Business owners and marketers don’t necessarily need to become SEO experts, but they do need to equip themselves with enough knowledge, data and access to simple SEO tools to allow them to understand how and why one site ranks higher over another, what’s holding a site back and the most important ways to quickly analyze any page they land on.
Below is a list of the tools many SEO pros turn to when they want to initially size a site up. By familiarizing yourself with and using these tools you can turn yourself into a much more informed consumer of paid SEO services as well as enable yourself to quickly spot competitive opportunities for your business.
In addition, you may find these tools helpful when sizing up the online presence of a prospect, vendor or potential strategic partner. None of these tools are 100% accurate or foolproof, but the next time a company pitches you on their awesome SEO services you’ll have the skills to snap a picture of how good they are at their own SEO.
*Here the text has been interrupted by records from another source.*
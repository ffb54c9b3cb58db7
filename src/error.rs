//! Structured error types for the board layout engine.
//!
//! Layout itself cannot fail once its inputs are valid. Errors come from the
//! edges: parsing a request, rejecting impossible dimensions, and asking the
//! engine to recompute before it has computed anything.

use thiserror::Error;

/// The unified error type returned by the public API.
#[derive(Debug, Error)]
pub enum LayoutError {
    /// JSON input failed to parse as a layout request.
    #[error("failed to parse layout request: {source}\n  hint: {hint}")]
    Parse {
        source: serde_json::Error,
        hint: String,
    },

    /// A layout snapshot could not be written as JSON.
    #[error("failed to serialize layout: {0}")]
    Serialize(#[source] serde_json::Error),

    #[error("invalid canvas {width}x{height}: both sides must be finite and positive")]
    InvalidCanvas { width: f64, height: f64 },

    #[error("invalid board {columns}x{rows}: both sides need at least one intersection")]
    InvalidBoard { columns: u32, rows: u32 },

    #[error("invalid layout config: {0}")]
    InvalidConfig(String),

    /// `recompute` was called before any `compute`.
    #[error("layout has not been computed yet")]
    NotComputed,

    #[error("I/O error: {0}")]
    Io(#[from] std::io::Error),
}

/// Convenience alias.
pub type Result<T> = std::result::Result<T, LayoutError>;

impl From<serde_json::Error> for LayoutError {
    fn from(e: serde_json::Error) -> Self {
        let hint = match e.classify() {
            serde_json::error::Category::Syntax => {
                "Check for trailing commas, missing quotes, or unescaped characters."
            }
            serde_json::error::Category::Data => {
                "The JSON is valid but doesn't match the layout request schema. Check field names and types."
            }
            serde_json::error::Category::Eof => "Unexpected end of input. Is the JSON truncated?",
            serde_json::error::Category::Io => "The input could not be read.",
        };
        LayoutError::Parse {
            source: e,
            hint: hint.to_string(),
        }
    }
}
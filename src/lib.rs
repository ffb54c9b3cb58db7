//! # Goban Layout
//!
//! Board geometry for Go game record viewers and editors.
//!
//! A board view has to answer two questions over and over: *where do I draw
//! everything* for the current canvas size, and *which intersection did the
//! pointer hit*. This crate answers both without touching any graphics API.
//!
//! The board is fitted **into** the canvas. Grid, stone margin, coordinate
//! labels and the board border are described proportionally as a chain of
//! nested rectangles and scaled into real pixels in a single pass, so the
//! board keeps its aspect ratio at any size and intersections stay square.
//!
//! ## Architecture
//!
//! ```text
//! Input (JSON/API)
//!       ↓
//!   [model]     : Canvas, board size, label position
//!       ↓
//!   [layout]    : Region chain → fit into canvas → grid unit
//!       ↓
//!   BoardLayout : Bounds, stone metrics, grid ↔ pixel transforms
//! ```

pub mod config;
pub mod error;
pub mod geometry;
pub mod layout;
pub mod model;

use error::Result;
use layout::{compute_layout, LayoutInfo};
use model::LayoutRequest;

pub use error::LayoutError;

/// Compute the layout described by `request` and snapshot it, including
/// the hit-test results for any probes.
///
/// This is the primary entry point for one-shot callers. Views that resize
/// repeatedly should hold a [`layout::BoardLayoutEngine`] instead.
pub fn layout(request: &LayoutRequest) -> Result<LayoutInfo> {
    request.validate()?;
    let layout = compute_layout(request.canvas, request.board, request.labels, &request.config);
    Ok(LayoutInfo::from_layout(&layout, &request.probes))
}

/// Compute the layout for a JSON request and return the snapshot as
/// pretty-printed JSON.
pub fn layout_json(json: &str) -> Result<String> {
    let request: LayoutRequest = serde_json::from_str(json)?;
    let info = layout(&request)?;
    serde_json::to_string_pretty(&info).map_err(LayoutError::Serialize)
}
Search Status Firefox Plugin – If you use the Firefox browser, and for the purpose this topic I think you should, you can install a number of handy plugins that give your additional information about the pages you visit. The Search Status Plugin will give you the Alexa and Compete Rankings, so you may choose to use this instead of installing either of the toolbars listed below. It will make it easy for you to learn about the number pages a site has indexed by the various search engines, the number of sites linking back to the site you are viewing and handful of other useful things like who the site is registered to, meta data, sitemaps, keywords and keyword density (gives you a sketch of what the site is optimized for.) This is the tool I use most often to get lots of info. http://www.quirk.biz/searchstatus/
Alexa Toolbar – Alexa is a service that collects data on people surfing the Internet using the Alexa Toolbar. The key number they produce is called an Alexa Ranking. This is in theory an estimate at the amount of traffic a site receives. If you download and install the Alexa Toolbar in your browser you will automatically receive the Site ranking and other data on any domain you visit. The lower the Alexa ranking, the more traffic a site is said to receive. There is little true traffic accuracy to this number, but the fact remains it is one of the more widely used tools and if you use a range you can quickly assess the popularity of a site. I site that receives even a few hundred visitors a day will have an Alexa ranking under 1 million, for example. http://www.alexa.com/toolbar
SEOBook Toolbar – The SEOBook toolbar is a very robust tool that offers a full suite of stats right in your browser. http://tools.seobook.com/seo-toolbar/
Google Search Shortcuts – Google has a list of operators that you can use to do customer searches that will turn up lots of information on sites you are analyzing. You simply adds these search shortcuts in Google and you can slice and dice a web site up in hundreds of useful ways. I wrote an article that gives more detail on my top 10 Google shortcuts
Google Webmaster Tools – This suite of tools are mainly for spying on your own site in a way, but you need to get familiar with them. This is where you can get reports on the pages Google is crawling, where you might have broken links, the status of your site maps and any issues Google might be encountering with your site. http://www.google.com/webmasters/tools/
SpyFu – As the name implies this tool aims at helping you understand what a site is doing related to PPC advertising and specifically AdWords. I shows the keywords they are bidding and shows a list of competitors for the same words. This tools helps you find competitors you didn’t even know you had in some cases because they are buying all their traffic and may not be showing up in organic searh. http://www.spyfu.com/
SEMRush – Tool that offers some overlap with SpyFu, but I really like the amount of keyword data that you can dig up for keywords and phrases and quickly find out who ranks well for those phrases. http://www.semrush.com/
Wayback Machine – This tool, run as part of Alexa’s offerings is both fun and informative. The Wayback Machine allows you to look at what any site in their archive looked like going back as far as ten years in some cases. I don’t know how much practical intelligence you pick up here, but you might see a pattern in how a particular business has grown and evolved in design, offerings, and message. http://archive.org
Username Check – As social profiles become an important online asset it’s become important to check the availability of branded usernames across the growing universe of directories and networks. Username checks make it easy to do so in an organized and efficient manner and may be a way for you to claim important industry usernames before a competitor does so first. http://www.usernamecheck.com/
There you have it, put these tools to work and you’ll soon know more about every site your visit almost instantly.